Kirana tersenyum tipis dengan bibir yang bergetar. Langkah kakinya menuju pelaminan hingga membuat beberapa orang yang ada di sana segera berhambur karena ketakutan.

“Wanita gila ini adalah istri sah dari suamimu. Istri pertamanya!” sahut Kirana dengan penuh penekanan.

Kirana berdiri di depan sang pengantin baru yang menatapnya dengan tatapan menghina. Kepalanya menoleh kembali ke arah kumpulan tamu yang menatap dengan takut.
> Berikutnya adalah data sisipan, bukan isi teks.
//! Point and rectangle deduplication.

use std::collections::HashSet;

use crate::core::{Point, Rectangle, RectangleKey};

/// Collapse repeated points, keeping the first occurrence of each.
///
/// Structural equality only; coordinates are not normalized.
pub fn dedup_points(points: &[Point]) -> Vec<Point> {
    let mut seen = HashSet::with_capacity(points.len());
    points.iter().copied().filter(|p| seen.insert(*p)).collect()
}

/// Keep the first rectangle seen per dedup key, in encounter order.
///
/// Idempotent, and correct for any input: reruns, concatenated results of
/// several matchers, or rectangles built from the same lines in either order.
pub fn dedup_rectangles<I>(rects: I) -> Vec<Rectangle>
where
    I: IntoIterator<Item = Rectangle>,
{
    let rects = rects.into_iter();
    let mut seen: HashSet<RectangleKey> = HashSet::with_capacity(rects.size_hint().0);
    rects.filter(|rect| seen.insert(rect.key())).collect()
}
“Kalian semua yang ada di sini tahu nggak kalau pria ini, dia adalah suamiku, ayah dari dua anakku. Bahkan sampai saat ini statusnya masih sah menjadi suamiku. Tapi bisa-bisanya dia menikahi wanita lain tanpa seizin istrinya, apalagi dengan tidak tahu malu mereka mengadakan pesta besar seperti ini,” ucap Kirana lantang membuat beberapa orang yang tidak tahu, menampakkan wajah terkejut. “Dan seharusnya, yang menjadi pertanyaan adalah ... bagaimana caranya mereka bisa menikah secara sah sementara saya sebagai istri pertama saja tidak mengetahui?”

“Kamu sudah menandatangani surat persetujuan, Kira!” teriak Zidan menyangkal.

“Kapan? Aku tidak pernah sekali pun menandatangani persetujuan pernikahan keduamu,” sahut Kirana.

“Tapi aku punya bukti kamu telah menyetujui pernikahan ini dengan persetujuan di atas materai.” Senyum tersungging di bibir pengantin wanita mendengar ucapan Zidan.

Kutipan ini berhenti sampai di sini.